Emily Cross extracted herself from her life in Chicago and engrafted it all in a new, very different place: Dripping Springs, TX. Here, her and her husband lived on a ranch with their chickens and a bird sanctuary in their back yard. Cross worked upwards of 60 hours a week as a nanny, restaurant worker, among other jobs. In the midst of all this, she channeled what energy she had left; energy that came with this new experience, new location and the buzz of her new life. Together this energy was projected in song. The inspiration for the album comes from the Japanese term, “wabi-sabi”, which is the idea of impermanence and imperfection. In Cross’s new home, she was surrounded by the unfamiliar, mysterious and beautiful. You can hear the foggy mornings and bright sunrises, singing birds and peaceful sunsets of the ranch in her music.
“Two Rings” is one of my favorites. The xylophone and bells are the sound of curiosity and exploration. I envision hands pulling back branches and bare feet wandering through trees and brush. The song gains and keeps momentum, speeding from walk to run.
Then comes “Steady Waves”, one of a few singles released to give listeners a taste of Wabi-Sabi. This single is a potent example of what this record has to offer. Intensity waxes and wanes, volume builds and crashes like waves. There is a drive behind this song like a quickly beating heart that is spellbinding and engrossing. It is almost as if you are being chased. But, near the end of the song, the chase slows to a gentle rocking, a lullaby. Cross casts these mystical spells on the listener time and time again during Wabi-Sabi.
“High Rise”, directly inspired by the rising of the sun above their very own Moon Phase Ranch, depicts in song the rising of an orange sun. With this track comes a curious music video in which Cross contorts, writhes and interacts with a chainsaw whilst wearing a strange, outfit causing her to look almost alien. From here “High Rise” breathes life into the following track, “Something Unseen Touches a Flower to My Forehead.” It is a forceful, pounding track with Cross’s voice gently laid atop. A light, delicate voice above rough guitars, throbbing drums and a sound like whips. The juxtaposition is invigorating and refreshing.
Her music glows, glimmers and shines but can also be raw, rough, jagged and forceful. Here lies the true beauty of Wabi-Sabi.
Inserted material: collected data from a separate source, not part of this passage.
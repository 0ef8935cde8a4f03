//! # attachhub-database
//!
//! SQLite connection management, embedded migrations, and concrete
//! repository implementations for all AttachHub entities.
//!
//! Repositories read through the pool they were built with. Writes take an
//! explicit `&mut SqliteConnection` so that callers decide the transaction
//! boundary.

pub mod connection;
pub mod migration;
pub mod repositories;

pub use connection::DatabasePool;

#[cfg(test)]
pub(crate) mod testing {
    use attachhub_core::config::DatabaseConfig;

    use crate::connection::DatabasePool;
    use crate::migration::run_migrations;

    /// A migrated database in a temporary directory.
    pub async fn test_pool() -> (tempfile::TempDir, DatabasePool) {
        let dir = tempfile::tempdir().unwrap();
        let config = DatabaseConfig {
            url: format!("sqlite://{}", dir.path().join("test.db").display()),
            ..DatabaseConfig::default()
        };
        let db = DatabasePool::connect(&config).await.unwrap();
        run_migrations(db.pool()).await.unwrap();
        (dir, db)
    }
}
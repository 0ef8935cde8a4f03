//! # attachhub-service
//!
//! Business logic layer for AttachHub. Each service orchestrates
//! repositories and the storage provider to implement one use case:
//!
//! - [`AttachmentService`]: the versioned attachment store
//! - [`ContentService`]: binding content records to attachments on save
//! - [`RecordVersionService`]: historical snapshots of versioned records
//! - [`SectionService`]: storage sections
//!
//! Services follow constructor injection: all dependencies are provided
//! at construction time via `Arc` references. [`Services`] wires the whole
//! set from configuration.

pub mod app;
pub mod attachment;
pub mod content;
pub mod section;

pub use app::Services;
pub use attachment::{AttachmentService, StagedContent};
pub use content::{ContentService, RecordVersionService};
pub use section::SectionService;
The beauty in disparity and adaptation in divergent environments can be glimmering, exciting and striking but simultaneously rough, raw and jagged.
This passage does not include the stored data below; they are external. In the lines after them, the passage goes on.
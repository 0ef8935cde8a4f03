//! Content record entity model.

use chrono::{DateTime, Utc};
use serde::{Deserialize, Serialize};
use sqlx::FromRow;

use attachhub_core::traits::attachment::HasAttachment;
use attachhub_core::types::id::{AttachmentId, RecordId};

use crate::attachment::AttachmentParams;

/// A content record. The same column layout backs every content type's
/// table.
#[derive(Debug, Clone, PartialEq, Serialize, Deserialize, FromRow)]
pub struct ContentRecord {
    /// Unique record identifier.
    pub id: RecordId,
    /// Display name.
    pub name: String,
    /// Bound attachment; set iff the record has a file.
    pub attachment_id: Option<AttachmentId>,
    /// Attachment version the record currently points at.
    pub attachment_version: Option<i32>,
    /// Record version counter (stays at 1 for unversioned types).
    pub version: i32,
    /// When the record was created.
    pub created_at: DateTime<Utc>,
    /// When the record was last updated.
    pub updated_at: DateTime<Utc>,
}

impl HasAttachment for ContentRecord {
    fn attachment_id(&self) -> Option<AttachmentId> {
        self.attachment_id
    }

    fn attachment_version(&self) -> Option<i32> {
        self.attachment_version
    }
}

/// Data for creating a content record.
#[derive(Debug, Clone, Default)]
pub struct NewContent {
    /// Display name.
    pub name: String,
    /// Attachment fields.
    pub attachment: AttachmentParams,
}

impl NewContent {
    /// A record with only a name.
    pub fn named(name: impl Into<String>) -> Self {
        Self {
            name: name.into(),
            attachment: AttachmentParams::default(),
        }
    }

    /// Attach the given fields.
    pub fn with_attachment(mut self, attachment: AttachmentParams) -> Self {
        self.attachment = attachment;
        self
    }
}

/// Changes applied by an update. `None` fields are left alone.
#[derive(Debug, Clone, Default)]
pub struct ContentChanges {
    /// New display name.
    pub name: Option<String>,
    /// Attachment fields.
    pub attachment: AttachmentParams,
}

impl ContentChanges {
    /// Rename only.
    pub fn rename(name: impl Into<String>) -> Self {
        Self {
            name: Some(name.into()),
            attachment: AttachmentParams::default(),
        }
    }

    /// Attachment change only.
    pub fn attachment(attachment: AttachmentParams) -> Self {
        Self {
            name: None,
            attachment,
        }
    }
}
//! Reading model and the JSON payload shared by the transport and the durable log.
//!
//! A [`Reading`] is immutable once built. It is converted to a
//! [`ReadingPayload`] for the wire; the log stores the same payload plus its
//! own bookkeeping fields.

use std::ops::RangeInclusive;

use chrono::{DateTime, SecondsFormat, TimeZone, Utc};
use serde::{Deserialize, Serialize};
use serde_json::Value;
use thiserror::Error;

/// Version of the payload schema published to the cloud side.
pub const PAYLOAD_SCHEMA_VERSION: &str = "1";

/// Physically sane temperature range in degrees Celsius.
pub const TEMPERATURE_RANGE_C: RangeInclusive<f64> = -40.0..=125.0;

/// Relative humidity range in percent.
pub const HUMIDITY_RANGE: RangeInclusive<f64> = 0.0..=100.0;

/// Keys every payload must carry.
const REQUIRED_STRING_KEYS: [&str; 4] = ["timestamp", "timestamp_ms", "device_id", "sensor_id"];
const REQUIRED_NUMBER_KEYS: [&str; 2] = ["temperature_C", "humidity"];

/// Errors raised when a reading or payload violates the schema.
#[derive(Debug, Clone, PartialEq, Error)]
pub enum PayloadError {
    /// Temperature outside [`TEMPERATURE_RANGE_C`]
    #[error("temperature {0}C is outside the sane range -40..=125")]
    TemperatureOutOfRange(f64),

    /// Humidity outside [`HUMIDITY_RANGE`]
    #[error("humidity {0}% is outside 0..=100")]
    HumidityOutOfRange(f64),

    /// Payload is not a JSON object
    #[error("payload is not a JSON object")]
    NotAnObject,

    /// A required key is absent
    #[error("missing key '{0}'")]
    MissingKey(&'static str),

    /// A key holds a value of the wrong JSON type
    #[error("key '{key}' must be a {expected}")]
    WrongType {
        key: &'static str,
        expected: &'static str,
    },

    /// A timestamp does not parse as ISO-8601 UTC
    #[error("invalid timestamp '{0}'")]
    InvalidTimestamp(String),

    /// `timestamp` and `timestamp_ms` disagree
    #[error("timestamp '{seconds}' does not match timestamp_ms '{millis}'")]
    TimestampMismatch { seconds: String, millis: String },

    /// An identity field is empty
    #[error("'{0}' must not be empty")]
    EmptyIdentity(&'static str),
}

/// One timestamped temperature/humidity sample.
#[derive(Debug, Clone, PartialEq)]
pub struct Reading {
    device_id: String,
    sensor_id: String,
    timestamp: DateTime<Utc>,
    temperature_c: f64,
    humidity: f64,
}

impl Reading {
    /// Build a reading, truncating the timestamp to millisecond precision.
    ///
    /// # Errors
    ///
    /// Returns [`PayloadError`] when a value is outside its physical range or
    /// an identity is empty.
    pub fn new(
        device_id: impl Into<String>,
        sensor_id: impl Into<String>,
        timestamp: DateTime<Utc>,
        temperature_c: f64,
        humidity: f64,
    ) -> Result<Self, PayloadError> {
        let device_id = device_id.into();
        let sensor_id = sensor_id.into();

        if device_id.is_empty() {
            return Err(PayloadError::EmptyIdentity("device_id"));
        }
        if sensor_id.is_empty() {
            return Err(PayloadError::EmptyIdentity("sensor_id"));
        }
        if !TEMPERATURE_RANGE_C.contains(&temperature_c) {
            return Err(PayloadError::TemperatureOutOfRange(temperature_c));
        }
        if !HUMIDITY_RANGE.contains(&humidity) {
            return Err(PayloadError::HumidityOutOfRange(humidity));
        }

        Ok(Self {
            device_id,
            sensor_id,
            timestamp: truncate_to_millis(timestamp),
            temperature_c,
            humidity,
        })
    }

    /// Build a reading stamped with the current time.
    pub fn now(
        device_id: impl Into<String>,
        sensor_id: impl Into<String>,
        temperature_c: f64,
        humidity: f64,
    ) -> Result<Self, PayloadError> {
        Self::new(device_id, sensor_id, Utc::now(), temperature_c, humidity)
    }

    pub fn device_id(&self) -> &str {
        &self.device_id
    }

    pub fn sensor_id(&self) -> &str {
        &self.sensor_id
    }

    pub fn timestamp(&self) -> DateTime<Utc> {
        self.timestamp
    }

    pub fn temperature_c(&self) -> f64 {
        self.temperature_c
    }

    pub fn humidity(&self) -> f64 {
        self.humidity
    }

    /// Wire representation of this reading.
    pub fn payload(&self) -> ReadingPayload {
        ReadingPayload::from(self)
    }

    /// Serialize the wire payload to JSON bytes.
    pub fn to_json_bytes(&self) -> Result<Vec<u8>, serde_json::Error> {
        serde_json::to_vec(&self.payload())
    }
}

/// JSON payload published to the transport.
///
/// Field names are part of the versioned schema ([`PAYLOAD_SCHEMA_VERSION`]).
#[derive(Debug, Clone, PartialEq, Serialize, Deserialize)]
pub struct ReadingPayload {
    /// ISO-8601 UTC, second precision
    pub timestamp: String,

    /// ISO-8601 UTC, millisecond precision
    pub timestamp_ms: String,

    #[serde(rename = "temperature_C")]
    pub temperature_c: f64,

    pub humidity: f64,

    pub device_id: String,

    pub sensor_id: String,
}

impl From<&Reading> for ReadingPayload {
    fn from(reading: &Reading) -> Self {
        Self {
            timestamp: reading.timestamp.to_rfc3339_opts(SecondsFormat::Secs, true),
            timestamp_ms: reading.timestamp.to_rfc3339_opts(SecondsFormat::Millis, true),
            temperature_c: reading.temperature_c,
            humidity: reading.humidity,
            device_id: reading.device_id.clone(),
            sensor_id: reading.sensor_id.clone(),
        }
    }
}

impl TryFrom<ReadingPayload> for Reading {
    type Error = PayloadError;

    fn try_from(payload: ReadingPayload) -> Result<Self, Self::Error> {
        let timestamp = parse_utc(&payload.timestamp_ms)?;
        Reading::new(
            payload.device_id,
            payload.sensor_id,
            timestamp,
            payload.temperature_c,
            payload.humidity,
        )
    }
}

/// Validate an arbitrary JSON value against the payload schema.
///
/// Extra keys are tolerated so that log lines (which add `sequence` and
/// `state`) validate as well.
pub fn validate_payload(value: &Value) -> Result<(), PayloadError> {
    let object = value.as_object().ok_or(PayloadError::NotAnObject)?;

    for key in REQUIRED_STRING_KEYS {
        match object.get(key) {
            None => return Err(PayloadError::MissingKey(key)),
            Some(Value::String(_)) => {}
            Some(_) => {
                return Err(PayloadError::WrongType {
                    key,
                    expected: "string",
                })
            }
        }
    }
    for key in REQUIRED_NUMBER_KEYS {
        match object.get(key) {
            None => return Err(PayloadError::MissingKey(key)),
            Some(Value::Number(_)) => {}
            Some(_) => {
                return Err(PayloadError::WrongType {
                    key,
                    expected: "number",
                })
            }
        }
    }

    let payload: ReadingPayload = serde_json::from_value(value.clone()).map_err(|_| {
        PayloadError::WrongType {
            key: "temperature_C",
            expected: "finite number",
        }
    })?;

    let seconds = parse_utc(&payload.timestamp)?;
    let millis = parse_utc(&payload.timestamp_ms)?;
    if seconds.timestamp() != millis.timestamp() {
        return Err(PayloadError::TimestampMismatch {
            seconds: payload.timestamp,
            millis: payload.timestamp_ms,
        });
    }

    Reading::try_from(payload).map(|_| ())
}

fn parse_utc(raw: &str) -> Result<DateTime<Utc>, PayloadError> {
    DateTime::parse_from_rfc3339(raw)
        .map(|ts| ts.with_timezone(&Utc))
        .map_err(|_| PayloadError::InvalidTimestamp(raw.to_string()))
}

fn truncate_to_millis(ts: DateTime<Utc>) -> DateTime<Utc> {
    Utc.timestamp_millis_opt(ts.timestamp_millis())
        .single()
        .unwrap_or(ts)
}

#[cfg(test)]
mod tests {
    use super::*;
    use serde_json::json;

    fn sample_reading() -> Reading {
        let ts = Utc.with_ymd_and_hms(2025, 8, 6, 22, 11, 3).unwrap()
            + chrono::Duration::microseconds(123_456);
        Reading::new("edge-node-001", "dht22-0", ts, 24.6, 52.4).unwrap()
    }

    #[test]
    fn test_payload_timestamps() {
        let payload = sample_reading().payload();

        assert_eq!(payload.timestamp, "2025-08-06T22:11:03Z");
        assert_eq!(payload.timestamp_ms, "2025-08-06T22:11:03.123Z");
    }

    #[test]
    fn test_payload_serialization_keys() {
        let json = serde_json::to_value(sample_reading().payload()).unwrap();

        assert_eq!(json["temperature_C"], json!(24.6));
        assert_eq!(json["humidity"], json!(52.4));
        assert_eq!(json["device_id"], json!("edge-node-001"));
        assert_eq!(json["sensor_id"], json!("dht22-0"));
        assert!(json.get("temperature_c").is_none());
    }

    #[test]
    fn test_timestamp_truncated_to_millis() {
        let reading = sample_reading();
        assert_eq!(reading.timestamp().timestamp_subsec_micros(), 123_000);
    }

    #[test]
    fn test_reading_rejects_out_of_range() {
        let ts = Utc::now();
        assert_eq!(
            Reading::new("d", "s", ts, 130.0, 50.0),
            Err(PayloadError::TemperatureOutOfRange(130.0))
        );
        assert_eq!(
            Reading::new("d", "s", ts, 20.0, 100.5),
            Err(PayloadError::HumidityOutOfRange(100.5))
        );
        assert!(Reading::new("d", "s", ts, f64::NAN, 50.0).is_err());
        assert!(Reading::new("d", "s", ts, -40.0, 0.0).is_ok());
        assert!(Reading::new("d", "s", ts, 125.0, 100.0).is_ok());
    }

    #[test]
    fn test_reading_rejects_empty_identity() {
        assert_eq!(
            Reading::now("", "s", 20.0, 50.0),
            Err(PayloadError::EmptyIdentity("device_id"))
        );
    }

    #[test]
    fn test_payload_back_to_reading() {
        let original = sample_reading();
        let restored = Reading::try_from(original.payload()).unwrap();
        assert_eq!(restored, original);
    }

    #[test]
    fn test_validate_payload_accepts_log_line() {
        let mut value = serde_json::to_value(sample_reading().payload()).unwrap();
        value["sequence"] = json!(7);
        value["state"] = json!("pending");

        assert!(validate_payload(&value).is_ok());
    }

    #[test]
    fn test_validate_payload_missing_temperature() {
        let value = json!({
            "timestamp": "2025-08-16T12:10:00Z",
            "timestamp_ms": "2025-08-16T12:10:00.000Z",
            "device_id": "edge-node-001",
            "sensor_id": "dht22-0",
            "humidity": 55.2
        });

        assert_eq!(
            validate_payload(&value),
            Err(PayloadError::MissingKey("temperature_C"))
        );
    }

    #[test]
    fn test_validate_payload_wrong_type() {
        let mut value = serde_json::to_value(sample_reading().payload()).unwrap();
        value["humidity"] = json!("55.2");

        assert_eq!(
            validate_payload(&value),
            Err(PayloadError::WrongType {
                key: "humidity",
                expected: "number"
            })
        );
    }

    #[test]
    fn test_validate_payload_timestamp_mismatch() {
        let mut value = serde_json::to_value(sample_reading().payload()).unwrap();
        value["timestamp"] = json!("2025-08-06T22:11:04Z");

        assert!(matches!(
            validate_payload(&value),
            Err(PayloadError::TimestampMismatch { .. })
        ));
    }

    #[test]
    fn test_validate_payload_bad_timestamp() {
        let mut value = serde_json::to_value(sample_reading().payload()).unwrap();
        value["timestamp_ms"] = json!("yesterday");

        assert_eq!(
            validate_payload(&value),
            Err(PayloadError::InvalidTimestamp("yesterday".to_string()))
        );
    }

    #[test]
    fn test_validate_rejects_non_object() {
        assert_eq!(validate_payload(&json!([1, 2])), Err(PayloadError::NotAnObject));
    }
}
“Basket” for example is a strange, unnerving and otherworldly track that unpredictably, describes parenting in relation to weaving a basket. Over and over again, like the motions of weaving a basket, with ringing in the background and plucks on strings Cross sings:
I wanted to make something to hold you in.
I gathered the grasses, the sun turned them golden.
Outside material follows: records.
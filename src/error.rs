//! Agent-wide error taxonomy.
//!
//! Component errors ([`ReadError`](crate::source::ReadError),
//! [`TransportError`](crate::transport::TransportError),
//! [`LogError`](crate::durable_log::LogError)) each map onto a
//! [`FailureKind`], which decides how the agent reacts.

use std::fmt;

use thiserror::Error;

use crate::config::ConfigError;
use crate::durable_log::LogError;
use crate::transport::TransportError;

/// Failure classes the agent distinguishes.
#[derive(Debug, Clone, Copy, PartialEq, Eq, Hash)]
pub enum FailureKind {
    /// Sensor read failed; the cycle is skipped, nothing was appended
    ReadFailure,

    /// A publish attempt failed or timed out; the entry is retried
    TransportFailure,

    /// The transport is down; draining is suspended, sampling is not
    ConnectivityLoss,

    /// The retention ceiling was hit and unacknowledged data was evicted
    LogCapacityExceeded,

    /// Invalid configuration; fatal at startup
    ConfigurationError,
}

impl FailureKind {
    /// Whether the agent must stop when this failure occurs.
    pub fn is_fatal(&self) -> bool {
        matches!(self, FailureKind::ConfigurationError)
    }

    pub fn as_str(&self) -> &'static str {
        match self {
            FailureKind::ReadFailure => "read_failure",
            FailureKind::TransportFailure => "transport_failure",
            FailureKind::ConnectivityLoss => "connectivity_loss",
            FailureKind::LogCapacityExceeded => "log_capacity_exceeded",
            FailureKind::ConfigurationError => "configuration_error",
        }
    }
}

impl fmt::Display for FailureKind {
    fn fmt(&self, f: &mut fmt::Formatter<'_>) -> fmt::Result {
        f.write_str(self.as_str())
    }
}

/// Errors that stop the agent or prevent it from starting.
#[derive(Debug, Error)]
pub enum AgentError {
    #[error(transparent)]
    Configuration(#[from] ConfigError),

    #[error("durable log error: {0}")]
    Log(#[from] LogError),

    #[error("transport setup failed: {0}")]
    Transport(#[from] TransportError),

    /// A spawned task panicked or was aborted
    #[error("agent task failed: {0}")]
    Task(String),
}

impl AgentError {
    pub fn kind(&self) -> Option<FailureKind> {
        match self {
            AgentError::Configuration(_) => Some(FailureKind::ConfigurationError),
            AgentError::Transport(e) => Some(e.kind()),
            AgentError::Log(_) | AgentError::Task(_) => None,
        }
    }
}

#[cfg(test)]
mod tests {
    use super::*;

    #[test]
    fn test_only_configuration_is_fatal() {
        assert!(FailureKind::ConfigurationError.is_fatal());
        assert!(!FailureKind::ReadFailure.is_fatal());
        assert!(!FailureKind::TransportFailure.is_fatal());
        assert!(!FailureKind::ConnectivityLoss.is_fatal());
        assert!(!FailureKind::LogCapacityExceeded.is_fatal());
    }

    #[test]
    fn test_failure_kind_display() {
        assert_eq!(
            FailureKind::LogCapacityExceeded.to_string(),
            "log_capacity_exceeded"
        );
    }

    #[test]
    fn test_agent_error_kind() {
        let err = AgentError::from(ConfigError::new("bad cadence", Some("EDGE_AGENT_SAMPLE_INTERVAL_SECS")));
        assert_eq!(err.kind(), Some(FailureKind::ConfigurationError));
        assert!(err.to_string().contains("bad cadence"));

        let err = AgentError::from(TransportError::Disconnected("refused".to_string()));
        assert_eq!(err.kind(), Some(FailureKind::ConnectivityLoss));

        let err = AgentError::Task("panicked".to_string());
        assert_eq!(err.kind(), None);
    }
}
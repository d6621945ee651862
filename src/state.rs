//! Agent loop state machine.
//!
//! Sampling and draining run as separate tasks, so the state is a shared,
//! observable status rather than a gate: each task reports the events it
//! sees and the tracker applies the ones that are valid from the current
//! state.

use std::fmt;

use tokio::sync::watch;
use tracing::trace;

/// Where the agent loop currently is.
#[derive(Debug, Clone, Copy, PartialEq, Eq, Hash)]
pub enum AgentState {
    Idle,
    Sampling,
    Buffering,
    Draining,
    Backoff,
}

impl fmt::Display for AgentState {
    fn fmt(&self, f: &mut fmt::Formatter<'_>) -> fmt::Result {
        let name = match self {
            AgentState::Idle => "idle",
            AgentState::Sampling => "sampling",
            AgentState::Buffering => "buffering",
            AgentState::Draining => "draining",
            AgentState::Backoff => "backoff",
        };
        f.write_str(name)
    }
}

/// Events reported by the sampler and the publisher.
#[derive(Debug, Clone, Copy, PartialEq, Eq)]
pub enum AgentEvent {
    /// The cadence timer fired
    Tick,

    /// The source produced a reading
    Sampled,

    /// The source failed; the cycle is skipped
    SampleFailed,

    /// The reading is in the durable log
    Appended,

    /// The reading could not be written; the cycle is skipped
    AppendFailed,

    /// The publisher found a backlog without a fresh append (e.g. after restart)
    Backlog,

    /// Nothing is pending for immediate attempt
    Drained,

    /// The transport reported the link down
    ConnectivityLost,

    /// A single publish attempt failed; a retry is scheduled
    PublishFailed,

    /// The scheduled retry time arrived or the link came back
    RetryDue,
}

impl AgentState {
    /// The state reached from `self` on `event`, or `None` if the event does
    /// not apply here.
    pub fn advance(self, event: AgentEvent) -> Option<AgentState> {
        use AgentEvent::*;
        use AgentState::*;

        match (self, event) {
            (Idle, Tick) => Some(Sampling),
            (Sampling, Sampled) => Some(Buffering),
            (Sampling, SampleFailed) => Some(Idle),
            (Buffering, Appended) => Some(Draining),
            (Buffering, AppendFailed) => Some(Idle),
            (Idle, Backlog) => Some(Draining),
            (Draining, Drained) => Some(Idle),
            (Draining, ConnectivityLost) | (Draining, PublishFailed) => Some(Backoff),
            (Backoff, RetryDue) => Some(Draining),
            _ => None,
        }
    }
}

/// Shared holder of the current [`AgentState`].
#[derive(Debug)]
pub struct StateTracker {
    tx: watch::Sender<AgentState>,
}

impl Default for StateTracker {
    fn default() -> Self {
        Self::new()
    }
}

impl StateTracker {
    pub fn new() -> Self {
        let (tx, _) = watch::channel(AgentState::Idle);
        Self { tx }
    }

    /// Apply `event`; returns the new state if a transition happened.
    pub fn fire(&self, event: AgentEvent) -> Option<AgentState> {
        let mut next = None;
        self.tx.send_if_modified(|state| match state.advance(event) {
            Some(to) => {
                trace!(from = %state, to = %to, ?event, "State transition");
                *state = to;
                next = Some(to);
                true
            }
            None => false,
        });
        next
    }

    pub fn current(&self) -> AgentState {
        *self.tx.borrow()
    }

    pub fn subscribe(&self) -> watch::Receiver<AgentState> {
        self.tx.subscribe()
    }
}

#[cfg(test)]
mod tests {
    use super::*;

    #[test]
    fn test_sampling_cycle() {
        let state = AgentState::Idle
            .advance(AgentEvent::Tick)
            .and_then(|s| s.advance(AgentEvent::Sampled))
            .and_then(|s| s.advance(AgentEvent::Appended))
            .and_then(|s| s.advance(AgentEvent::Drained));
        assert_eq!(state, Some(AgentState::Idle));
    }

    #[test]
    fn test_failed_sample_returns_to_idle() {
        assert_eq!(
            AgentState::Sampling.advance(AgentEvent::SampleFailed),
            Some(AgentState::Idle)
        );
    }

    #[test]
    fn test_backoff_cycle() {
        assert_eq!(
            AgentState::Draining.advance(AgentEvent::ConnectivityLost),
            Some(AgentState::Backoff)
        );
        assert_eq!(
            AgentState::Backoff.advance(AgentEvent::RetryDue),
            Some(AgentState::Draining)
        );
    }

    #[test]
    fn test_invalid_events_are_ignored() {
        assert_eq!(AgentState::Idle.advance(AgentEvent::Appended), None);
        assert_eq!(AgentState::Backoff.advance(AgentEvent::Tick), None);

        let tracker = StateTracker::new();
        assert_eq!(tracker.fire(AgentEvent::Drained), None);
        assert_eq!(tracker.current(), AgentState::Idle);
    }

    #[test]
    fn test_tracker_notifies_subscribers() {
        let tracker = StateTracker::new();
        let mut rx = tracker.subscribe();

        assert_eq!(tracker.fire(AgentEvent::Tick), Some(AgentState::Sampling));
        assert!(rx.has_changed().unwrap());
        assert_eq!(*rx.borrow_and_update(), AgentState::Sampling);
        assert_eq!(AgentState::Sampling.to_string(), "sampling");
    }
}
The brooding track, “Wasp in a Jar”, showcases Cross’ capabilities as a creative and diverse songwriter and displays the jagged edge of Wabi-Sabi. To me, it sticks out as one of the only, maybe THE only indie-rock-inspired track. It nearly has an edge of grunge rock as well. It’s wonderful to get the penultimate track on an album and be completely surprised at what hits your ears. You cannot predict Emily Cross’ next move sonically.